В отсутствие корпусного командира, ген.-л. Винценгероде, занял я столицу по утру сего числа, выгнав из оной остального неприятеля с довольным его на месте поражением и взятием в плен. Теперь находятся здесь полки: Казачий имени моего, лейб-Казачий, Казанский драгунский и Изюмский гусарский, посредством содержания коими во всех местах города караулов я стараюсь восстановить всякое в городе благосостояние, определяя к тому, в особенности, нарочито полицейских чиновников, сколько оных будет здесь мною открыто, с поручением их под начальство случившемуся здесь московской драгунской команды майору Гельмену.

Подписал ген.-м. Иловайский 4-й.

Нужно надобно еще сделать отряд из корпуса к преследованию неприятеля, вашему сиятельству о сем донося, не бла-гоугодно ли будет приказать сюда командировать войско для Занятия Москвы. Ген.-м. Иловайский 4-й.

Октября 11-го дня 1812 г. г. Москва, № 1048.

Военно-ист. вестник, 1909, № 3–4, стр. 44.

121

1812 г. октября 25. — Из письма А. Я. Булгакова жене Н. В. Булгаковой о состоянии Москвы после ухода армии Наполеона.

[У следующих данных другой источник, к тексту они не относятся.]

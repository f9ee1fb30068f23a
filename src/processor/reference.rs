use std::collections::{BTreeMap, BTreeSet};

use crate::{
    core::{
        entity::{EntityManager, Item, SearchFilter},
        facet::{FacetProcessor, ProcessorContext, TypeCollector, value},
        item::FieldMap,
    },
    error::BatchError,
};

use super::{Association, list_type, replace_lists, skip};

/// Links an item to stored items of another domain by their code, e.g. a
/// product to its categories (`catalog.code`) or suppliers
/// (`supplier.code`).
///
/// Referenced codes must exist; an unknown code fails the record.
pub struct ReferenceProcessor {
    facet: String,
    ref_domain: String,
    code_key: String,
    list_keys: Vec<String>,
    list_domain: String,
    manager: Box<dyn EntityManager>,
    types: TypeCollector,
}

impl ReferenceProcessor {
    pub fn new(context: &ProcessorContext, ref_domain: &str) -> Result<Self, BatchError> {
        Ok(Self {
            facet: context.facet.clone(),
            ref_domain: ref_domain.to_string(),
            code_key: format!("{}.code", ref_domain),
            list_keys: vec![
                format!("{}.lists.type", ref_domain),
                format!("{}.lists.type", context.domain),
            ],
            list_domain: format!("{}/lists", ref_domain),
            manager: context.managers.manager(ref_domain)?,
            types: TypeCollector::new(context.types.clone()),
        })
    }

    /// Resolves all referenced codes of a record with one query.
    fn resolve(&self, codes: &BTreeSet<&str>) -> Result<BTreeMap<String, u64>, BatchError> {
        if codes.is_empty() {
            return Ok(BTreeMap::new());
        }

        let filter = SearchFilter::new()
            .codes(codes.iter().copied())
            .slice(0, codes.len());

        Ok(self
            .manager
            .search(&filter)?
            .into_iter()
            .filter_map(|found| found.id.map(|id| (found.code, id)))
            .collect())
    }
}

pub fn build_catalog(context: &ProcessorContext) -> Result<Box<dyn FacetProcessor>, BatchError> {
    Ok(Box::new(ReferenceProcessor::new(context, "catalog")?))
}

pub fn build_supplier(context: &ProcessorContext) -> Result<Box<dyn FacetProcessor>, BatchError> {
    Ok(Box::new(ReferenceProcessor::new(context, "supplier")?))
}

impl FacetProcessor for ReferenceProcessor {
    fn facet(&self) -> &str {
        &self.facet
    }

    fn process(&self, item: &mut Item, entries: &[FieldMap]) -> Result<(), BatchError> {
        let codes: BTreeSet<&str> = entries
            .iter()
            .filter_map(|entry| value(entry, &self.code_key))
            .collect();
        let ids = self.resolve(&codes)?;

        let mut associations = Vec::with_capacity(entries.len());
        for entry in entries {
            let Some(code) = value(entry, &self.code_key) else {
                skip(item, &self.facet, &self.code_key);
                continue;
            };
            let id = ids.get(code).copied().ok_or_else(|| {
                BatchError::Record(format!("unknown {} code \"{}\"", self.ref_domain, code))
            })?;
            let list_type = list_type(entry, &self.list_keys);
            self.types.add(&self.list_domain, &list_type);

            associations.push(Association {
                ref_key: code.to_string(),
                ref_type: "default".to_string(),
                list_type,
                ref_id: Some(id),
                status: 1,
                fields: FieldMap::new(),
            });
        }

        replace_lists(item, &self.ref_domain, associations);
        Ok(())
    }

    fn finish(&self) -> Result<(), BatchError> {
        self.types.flush().map(|_| ())
    }
}
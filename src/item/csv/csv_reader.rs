use csv::{ByteRecordsIntoIter, ReaderBuilder, Terminator};
use log::debug;
use std::{
    cell::{Cell, RefCell},
    fs::File,
    io::Read,
    path::{Path, PathBuf},
};

use crate::{
    core::{
        convert::Converters,
        item::{DuplicateKeyPolicy, RawRecord, RecordBatch, RecordSource, RecordSourceResult},
    },
    error::BatchError,
};

/// A line-oriented record source over CSV data.
///
/// Rows are read without header handling and may have varying lengths.
/// Each row is decoded (invalid UTF-8 is replaced), passed through the
/// configured converters and keyed by the trimmed value of the key column.
/// A row that cannot be keyed is rejected, not fatal; an I/O or parse error
/// of the underlying file is fatal.
///
/// # Examples
///
/// ```
/// use bulk_import_rs::item::csv::csv_reader::CsvRecordSourceBuilder;
/// use bulk_import_rs::core::item::RecordSource;
///
/// let data = "code,label\np1,First\np2,Second\n";
///
/// let source = CsvRecordSourceBuilder::new()
///     .skip_lines(1)
///     .key_column(0)
///     .from_reader(data.as_bytes());
///
/// let batch = source.read_batch(10).unwrap();
/// assert_eq!(batch.len(), 2);
/// assert_eq!(batch.get("p2").unwrap()[1], "Second");
///
/// assert!(source.read_batch(10).unwrap().is_exhausted());
/// ```
pub struct CsvRecordSource<R> {
    records: RefCell<Option<ByteRecordsIntoIter<R>>>,
    /// Keyed row that ended the previous batch as a duplicate.
    pending: RefCell<Option<(String, RawRecord)>>,
    path: Option<PathBuf>,
    skip_lines: Cell<usize>,
    key_column: usize,
    converters: Converters,
    duplicates: DuplicateKeyPolicy,
}

impl<R: Read> CsvRecordSource<R> {
    /// Turns a raw row into a keyed record.
    fn key(&self, mut record: RawRecord) -> Result<(String, RawRecord), String> {
        self.converters
            .apply(&mut record)
            .map_err(|err| format!("{} in row {:?}", err, record))?;

        let code = record
            .get(self.key_column)
            .map(|code| code.trim().to_string())
            .unwrap_or_default();
        if code.is_empty() {
            return Err(format!(
                "no code in column {} of row {:?}",
                self.key_column, record
            ));
        }
        Ok((code, record))
    }
}

impl<R: Read> RecordSource<RawRecord> for CsvRecordSource<R> {
    fn read_batch(&self, max_count: usize) -> RecordSourceResult<RawRecord> {
        let mut batch = RecordBatch::new(self.duplicates);
        let mut guard = self.records.borrow_mut();
        let Some(records) = guard.as_mut() else {
            return Ok(batch);
        };

        let mut read = 0;
        if let Some((code, record)) = self.pending.borrow_mut().take() {
            batch.push(code, record);
            read += 1;
        }

        while read < max_count {
            let Some(result) = records.next() else {
                break;
            };
            let byte_record = result.map_err(|error| BatchError::ItemReader(error.to_string()))?;

            if self.skip_lines.get() > 0 {
                self.skip_lines.set(self.skip_lines.get() - 1);
                continue;
            }

            let record: RawRecord = byte_record
                .iter()
                .map(|field| String::from_utf8_lossy(field).into_owned())
                .collect();

            match self.key(record) {
                Ok((code, record)) if !batch.accepts(&code) => {
                    debug!("Code {} repeats, ending batch after {} row(s)", code, read);
                    *self.pending.borrow_mut() = Some((code, record));
                    break;
                }
                Ok((code, record)) => batch.push(code, record),
                Err(message) => batch.reject(message),
            }
            read += 1;
        }

        Ok(batch)
    }

    fn path(&self) -> Option<&Path> {
        self.path.as_deref()
    }

    fn close(&self) -> Result<(), BatchError> {
        self.records.borrow_mut().take();
        self.pending.borrow_mut().take();
        Ok(())
    }
}

/// A builder for [`CsvRecordSource`].
///
/// # Default Configuration
///
/// - Delimiter: comma (,)
/// - Terminator: CRLF (also accepts `\n`)
/// - Skipped lines: none
/// - Key column: 0
/// - Duplicates: a repeated code starts a new batch, the last row wins
pub struct CsvRecordSourceBuilder {
    delimiter: u8,
    terminator: Terminator,
    skip_lines: usize,
    key_column: usize,
    converters: Converters,
    duplicates: DuplicateKeyPolicy,
}

impl Default for CsvRecordSourceBuilder {
    fn default() -> Self {
        Self::new()
    }
}

impl CsvRecordSourceBuilder {
    pub fn new() -> Self {
        Self {
            delimiter: b',',
            terminator: Terminator::CRLF,
            skip_lines: 0,
            key_column: 0,
            converters: Converters::new(),
            duplicates: DuplicateKeyPolicy::default(),
        }
    }

    pub fn delimiter(mut self, delimiter: u8) -> Self {
        self.delimiter = delimiter;
        self
    }

    pub fn terminator(mut self, terminator: Terminator) -> Self {
        self.terminator = terminator;
        self
    }

    /// Number of leading lines (headers) to drop.
    pub fn skip_lines(mut self, skip_lines: usize) -> Self {
        self.skip_lines = skip_lines;
        self
    }

    /// Column holding the natural key.
    pub fn key_column(mut self, key_column: usize) -> Self {
        self.key_column = key_column;
        self
    }

    pub fn converters(mut self, converters: Converters) -> Self {
        self.converters = converters;
        self
    }

    pub fn duplicates(mut self, duplicates: DuplicateKeyPolicy) -> Self {
        self.duplicates = duplicates;
        self
    }

    fn reader_builder(&self) -> ReaderBuilder {
        let mut builder = ReaderBuilder::new();
        builder
            .delimiter(self.delimiter)
            .terminator(self.terminator)
            .has_headers(false)
            .flexible(true);
        builder
    }

    pub fn from_reader<R: Read>(self, rdr: R) -> CsvRecordSource<R> {
        let records = self.reader_builder().from_reader(rdr).into_byte_records();
        self.build(records, None)
    }

    pub fn from_path<P: AsRef<Path>>(self, path: P) -> Result<CsvRecordSource<File>, BatchError> {
        let path = path.as_ref();
        let records = self
            .reader_builder()
            .from_path(path)
            .map_err(|error| {
                BatchError::ItemReader(format!("{}: {}", path.display(), error))
            })?
            .into_byte_records();
        Ok(self.build(records, Some(path.to_path_buf())))
    }

    fn build<R>(self, records: ByteRecordsIntoIter<R>, path: Option<PathBuf>) -> CsvRecordSource<R> {
        CsvRecordSource {
            records: RefCell::new(Some(records)),
            pending: RefCell::new(None),
            path,
            skip_lines: Cell::new(self.skip_lines),
            key_column: self.key_column,
            converters: self.converters,
            duplicates: self.duplicates,
        }
    }
}
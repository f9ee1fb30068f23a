//! # Tasklet Module
//!
//! Single-shot operations run around the record pipeline: backing up a
//! consumed import file and removing entities an import did not touch.

pub mod backup;

pub mod cleanup;
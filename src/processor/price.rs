use crate::{
    core::{
        entity::{Item, parse_status},
        facet::{FacetProcessor, ProcessorContext, TypeCollector, value},
        item::FieldMap,
    },
    error::BatchError,
};

use super::{Association, list_type, replace_lists, skip};

/// Prices of an item, one per `(currency/quantity, price type, list type)`.
///
/// Entry keys: `price.currencyid` (required), `price.value`, `price.costs`,
/// `price.rebate`, `price.taxrate`, `price.quantity`, `price.type`,
/// `price.status`. Amounts are normalized to two decimals.
pub struct PriceProcessor {
    facet: String,
    list_keys: Vec<String>,
    list_domain: String,
    types: TypeCollector,
}

impl PriceProcessor {
    pub fn build(context: &ProcessorContext) -> Result<Box<dyn FacetProcessor>, BatchError> {
        Ok(Box::new(Self {
            facet: context.facet.clone(),
            list_keys: vec![format!("{}.lists.type", context.domain)],
            list_domain: format!("{}/lists", context.domain),
            types: TypeCollector::new(context.types.clone()),
        }))
    }

    fn amount(entry: &FieldMap, key: &str) -> Result<String, BatchError> {
        let raw = value(entry, key).unwrap_or("0");
        let amount: f64 = raw
            .replace(',', ".")
            .parse()
            .map_err(|_| BatchError::Record(format!("invalid amount \"{}\" for {}", raw, key)))?;
        Ok(format!("{:.2}", amount))
    }

    fn association(&self, entry: &FieldMap) -> Result<Option<Association>, BatchError> {
        let Some(currency) = value(entry, "price.currencyid") else {
            return Ok(None);
        };

        let quantity: u32 = value(entry, "price.quantity")
            .unwrap_or("1")
            .parse()
            .map_err(|_| BatchError::Record("invalid price quantity".to_string()))?;
        let price_type = value(entry, "price.type").unwrap_or("default");
        let list_type = list_type(entry, &self.list_keys);

        let mut fields = FieldMap::new();
        fields.insert("price.currencyid".to_string(), currency.to_uppercase());
        fields.insert("price.quantity".to_string(), quantity.to_string());
        for key in ["price.value", "price.costs", "price.rebate", "price.taxrate"] {
            fields.insert(key.to_string(), Self::amount(entry, key)?);
        }

        self.types.add("price", price_type);
        self.types.add(&self.list_domain, &list_type);

        Ok(Some(Association {
            ref_key: format!("{}/{}", currency.to_uppercase(), quantity),
            ref_type: price_type.to_string(),
            list_type,
            ref_id: None,
            status: parse_status(entry.get("price.status").map_or("", String::as_str))?,
            fields,
        }))
    }
}

impl FacetProcessor for PriceProcessor {
    fn facet(&self) -> &str {
        &self.facet
    }

    fn process(&self, item: &mut Item, entries: &[FieldMap]) -> Result<(), BatchError> {
        let mut associations = Vec::with_capacity(entries.len());
        for entry in entries {
            match self.association(entry)? {
                Some(association) => associations.push(association),
                None => skip(item, &self.facet, "price.currencyid"),
            }
        }

        replace_lists(item, "price", associations);
        Ok(())
    }

    fn finish(&self) -> Result<(), BatchError> {
        self.types.flush().map(|_| ())
    }
}
use crate::core::item::{DuplicateKeyPolicy, RecordBatch, RecordSource, RecordSourceResult};
use crate::error::BatchError;
use log::{debug, error};
use quick_xml::escape::{resolve_predefined_entity, unescape};
use quick_xml::events::{BytesRef, BytesStart, Event};
use quick_xml::reader::Reader as XmlReader;
use std::cell::{Cell, RefCell};
use std::collections::BTreeMap;
use std::fs::File;
use std::io::{BufReader, Read};
use std::path::{Path, PathBuf};

/// One XML element with its attributes, text and child elements.
///
/// Only the subtree of the item element currently being read is held in
/// memory.
#[derive(Debug, Clone, Default, PartialEq)]
pub struct XmlNode {
    pub name: String,
    pub attributes: BTreeMap<String, String>,
    /// Unescaped text content, trimmed.
    pub text: String,
    pub children: Vec<XmlNode>,
}

impl XmlNode {
    pub fn new<S: Into<String>>(name: S) -> Self {
        Self {
            name: name.into(),
            ..Default::default()
        }
    }

    pub fn is_leaf(&self) -> bool {
        self.children.is_empty()
    }

    pub fn attribute(&self, name: &str) -> Option<&str> {
        self.attributes.get(name).map(String::as_str)
    }

    pub fn child(&self, name: &str) -> Option<&XmlNode> {
        self.children.iter().find(|child| child.name == name)
    }

    /// Number of elements in the subtree, this one included.
    pub fn count(&self) -> usize {
        1 + self.children.iter().map(XmlNode::count).sum::<usize>()
    }

    fn open(start: &BytesStart) -> Result<Self, BatchError> {
        let mut node = XmlNode::new(String::from_utf8_lossy(start.name().as_ref()));
        for attribute in start.attributes() {
            let attribute = attribute.map_err(|e| {
                BatchError::ItemReader(format!("XML attribute error in <{}>: {}", node.name, e))
            })?;
            let key = String::from_utf8_lossy(attribute.key.as_ref()).into_owned();
            let raw = String::from_utf8_lossy(&attribute.value);
            let value = unescape(&raw)
                .map_err(|e| BatchError::ItemReader(format!("XML attribute {}: {}", key, e)))?
                .into_owned();
            node.attributes.insert(key, value);
        }
        Ok(node)
    }
}

/// Resolves `&name;` and `&#nnn;` / `&#xhh;` references.
fn resolve_reference(reference: &BytesRef) -> Result<String, BatchError> {
    let name = String::from_utf8_lossy(reference);
    let unknown = || BatchError::ItemReader(format!("unknown XML entity &{};", name));

    if let Some(number) = name.strip_prefix('#') {
        let code = match number.strip_prefix('x') {
            Some(hex) => u32::from_str_radix(hex, 16),
            None => number.parse(),
        }
        .map_err(|_| unknown())?;
        return char::from_u32(code).map(String::from).ok_or_else(unknown);
    }

    resolve_predefined_entity(&name)
        .map(str::to_string)
        .ok_or_else(unknown)
}

/// A streaming record source over XML documents of the form
/// `<root><productitem ref="code">...</productitem>...</root>`.
///
/// Item elements are recognised by tag name at a fixed depth (the root is
/// depth 0) and keyed by an attribute. A batch is complete once its items
/// contain at least `max_count` elements; every batch holds one item at
/// least. Malformed XML is fatal.
///
/// # Examples
///
/// ```
/// use bulk_import_rs::item::xml::xml_reader::XmlRecordSourceBuilder;
/// use bulk_import_rs::core::item::RecordSource;
///
/// let xml = r#"<catalog>
///     <catalogitem ref="shoes"><label>Shoes &amp; Boots</label></catalogitem>
///     <catalogitem ref="hats"><label>Hats</label></catalogitem>
/// </catalog>"#;
///
/// let source = XmlRecordSourceBuilder::new()
///     .tag("catalogitem")
///     .from_reader(xml.as_bytes());
///
/// let batch = source.read_batch(100).unwrap();
/// assert_eq!(batch.len(), 2);
/// assert_eq!(batch.get("shoes").unwrap().child("label").unwrap().text, "Shoes & Boots");
/// ```
pub struct XmlRecordSource<R> {
    reader: RefCell<Option<XmlReader<BufReader<R>>>>,
    /// Item that ended the previous batch as a duplicate.
    pending: RefCell<Option<(String, XmlNode)>>,
    buffer: RefCell<Vec<u8>>,
    path: Option<PathBuf>,
    tag: Vec<u8>,
    item_depth: usize,
    key_attribute: String,
    duplicates: DuplicateKeyPolicy,
    depth: Cell<usize>,
}

impl<R: Read> XmlRecordSource<R> {
    fn parse_error(&self, reader: &XmlReader<BufReader<R>>, e: impl std::fmt::Display) -> BatchError {
        let location = self
            .path
            .as_ref()
            .map(|path| path.display().to_string())
            .unwrap_or_else(|| "<stream>".to_string());
        let message = format!(
            "XML parsing error in {} at byte {}: {}",
            location,
            reader.buffer_position(),
            e
        );
        error!("{}", message);
        BatchError::ItemReader(message)
    }

    /// Reads up to and including the next item element.
    fn next_node(
        &self,
        reader: &mut XmlReader<BufReader<R>>,
        buffer: &mut Vec<u8>,
    ) -> Result<Option<XmlNode>, BatchError> {
        loop {
            buffer.clear();
            let root = {
                let event = reader
                    .read_event_into(buffer)
                    .map_err(|e| self.parse_error(reader, e))?;

                match event {
                    Event::Start(ref start) if self.is_item(start) => XmlNode::open(start)?,
                    Event::Start(_) => {
                        self.depth.set(self.depth.get() + 1);
                        continue;
                    }
                    Event::Empty(ref start) if self.is_item(start) => {
                        return XmlNode::open(start).map(Some);
                    }
                    Event::End(_) => {
                        self.depth.set(self.depth.get().saturating_sub(1));
                        continue;
                    }
                    Event::Eof => {
                        if self.depth.get() > 0 {
                            return Err(self.parse_error(reader, "unexpected end of document"));
                        }
                        debug!("Reached end of document");
                        return Ok(None);
                    }
                    _ => continue,
                }
            };

            return self.read_subtree(reader, buffer, root).map(Some);
        }
    }

    fn is_item(&self, start: &BytesStart) -> bool {
        self.depth.get() == self.item_depth && start.name().as_ref() == self.tag.as_slice()
    }

    /// Materialises the element opened by `root`, consuming its end tag.
    fn read_subtree(
        &self,
        reader: &mut XmlReader<BufReader<R>>,
        buffer: &mut Vec<u8>,
        root: XmlNode,
    ) -> Result<XmlNode, BatchError> {
        let mut stack = vec![root];

        loop {
            buffer.clear();
            let event = reader
                .read_event_into(buffer)
                .map_err(|e| self.parse_error(reader, e))?;

            // the stack is never empty while reading a subtree
            let Some(current) = stack.last_mut() else {
                return Err(self.parse_error(reader, "unbalanced item element"));
            };

            match event {
                Event::Start(ref start) => stack.push(XmlNode::open(start)?),
                Event::Empty(ref start) => current.children.push(XmlNode::open(start)?),
                Event::Text(ref text) => current.text.push_str(&String::from_utf8_lossy(text)),
                Event::CData(ref data) => current.text.push_str(&String::from_utf8_lossy(data)),
                Event::GeneralRef(ref reference) => {
                    current.text.push_str(&resolve_reference(reference)?)
                }
                Event::End(_) => {
                    let mut node = stack.pop().unwrap_or_default();
                    node.text = node.text.trim().to_string();
                    match stack.last_mut() {
                        Some(parent) => parent.children.push(node),
                        None => return Ok(node),
                    }
                }
                Event::Eof => {
                    return Err(self.parse_error(reader, "unexpected end of document"));
                }
                _ => {}
            }
        }
    }
}

impl<R: Read> RecordSource<XmlNode> for XmlRecordSource<R> {
    fn read_batch(&self, max_count: usize) -> RecordSourceResult<XmlNode> {
        let mut batch = RecordBatch::new(self.duplicates);
        let mut guard = self.reader.borrow_mut();
        let Some(reader) = guard.as_mut() else {
            return Ok(batch);
        };
        let mut buffer = self.buffer.borrow_mut();

        let mut nodes = 0;
        if let Some((code, node)) = self.pending.borrow_mut().take() {
            nodes += node.count();
            batch.push(code, node);
        }

        while nodes < max_count {
            let Some(node) = self.next_node(reader, &mut buffer)? else {
                break;
            };

            let count = node.count();
            let code = node
                .attribute(&self.key_attribute)
                .map(str::trim)
                .unwrap_or_default()
                .to_string();
            if code.is_empty() {
                batch.reject(format!(
                    "<{}> without \"{}\" attribute",
                    node.name, self.key_attribute
                ));
            } else if !batch.accepts(&code) {
                debug!("Code {} repeats, ending batch", code);
                *self.pending.borrow_mut() = Some((code, node));
                break;
            } else {
                batch.push(code, node);
            }
            nodes += count;
        }

        debug!("Read {} XML element(s) into {} record(s)", nodes, batch.len());
        Ok(batch)
    }

    fn path(&self) -> Option<&Path> {
        self.path.as_deref()
    }

    fn close(&self) -> Result<(), BatchError> {
        self.reader.borrow_mut().take();
        self.pending.borrow_mut().take();
        Ok(())
    }
}

/// A builder for [`XmlRecordSource`].
///
/// Defaults: tag `item`, item depth 1, key attribute `ref`, a repeated code
/// starts a new batch.
pub struct XmlRecordSourceBuilder {
    tag: String,
    item_depth: usize,
    key_attribute: String,
    duplicates: DuplicateKeyPolicy,
    capacity: usize,
}

impl Default for XmlRecordSourceBuilder {
    fn default() -> Self {
        Self {
            tag: "item".to_string(),
            item_depth: 1,
            key_attribute: "ref".to_string(),
            duplicates: DuplicateKeyPolicy::default(),
            capacity: 8 * 1024,
        }
    }
}

impl XmlRecordSourceBuilder {
    pub fn new() -> Self {
        Self::default()
    }

    pub fn tag<S: AsRef<str>>(mut self, tag: S) -> Self {
        self.tag = tag.as_ref().to_string();
        self
    }

    pub fn item_depth(mut self, item_depth: usize) -> Self {
        self.item_depth = item_depth;
        self
    }

    pub fn key_attribute<S: AsRef<str>>(mut self, key_attribute: S) -> Self {
        self.key_attribute = key_attribute.as_ref().to_string();
        self
    }

    pub fn duplicates(mut self, duplicates: DuplicateKeyPolicy) -> Self {
        self.duplicates = duplicates;
        self
    }

    pub fn capacity(mut self, capacity: usize) -> Self {
        self.capacity = capacity;
        self
    }

    pub fn from_reader<R: Read>(self, rdr: R) -> XmlRecordSource<R> {
        self.build(rdr, None)
    }

    pub fn from_path<P: AsRef<Path>>(self, path: P) -> Result<XmlRecordSource<File>, BatchError> {
        let path = path.as_ref();
        let file = File::open(path).map_err(|e| {
            BatchError::ItemReader(format!("Failed to open XML file {}: {}", path.display(), e))
        })?;
        Ok(self.build(file, Some(path.to_path_buf())))
    }

    fn build<R: Read>(self, rdr: R, path: Option<PathBuf>) -> XmlRecordSource<R> {
        let reader = XmlReader::from_reader(BufReader::with_capacity(self.capacity, rdr));

        XmlRecordSource {
            reader: RefCell::new(Some(reader)),
            pending: RefCell::new(None),
            buffer: RefCell::new(Vec::with_capacity(1024)),
            path,
            tag: self.tag.into_bytes(),
            item_depth: self.item_depth,
            key_attribute: self.key_attribute,
            duplicates: self.duplicates,
            depth: Cell::new(0),
        }
    }
}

Я писал к тебе вчера, милая Наташа, и дал тебе отчет как о нашем путешествии, так и о печальном въезде в Москву. Исключая меня, все в доме спят, и я пользуюсь минутой общего покоя, чтобы побеседовать с тобой подольше. От Богородска до Москвы мы заметили мало следов неприятельского шествия: сожжено несколько деревень, от времени до времени видны были на дороге мертвые тела. Начиная с Зверинца, число мертвых тел увеличилось. Мы въехали через Рогожскую заставу в сопровождении драгун, казаков и гусар, начальники которых представляли свои рапорты по мере приближения к городу. Первый взгляд на Москву не произвел на меня того впечатления, которого я ожидал, ибо уцелевшие церкви с своми золотыми и серебряными главами придавали городу вид довольно игривый. Но боже, что я ощущал при каждом шаге вперед!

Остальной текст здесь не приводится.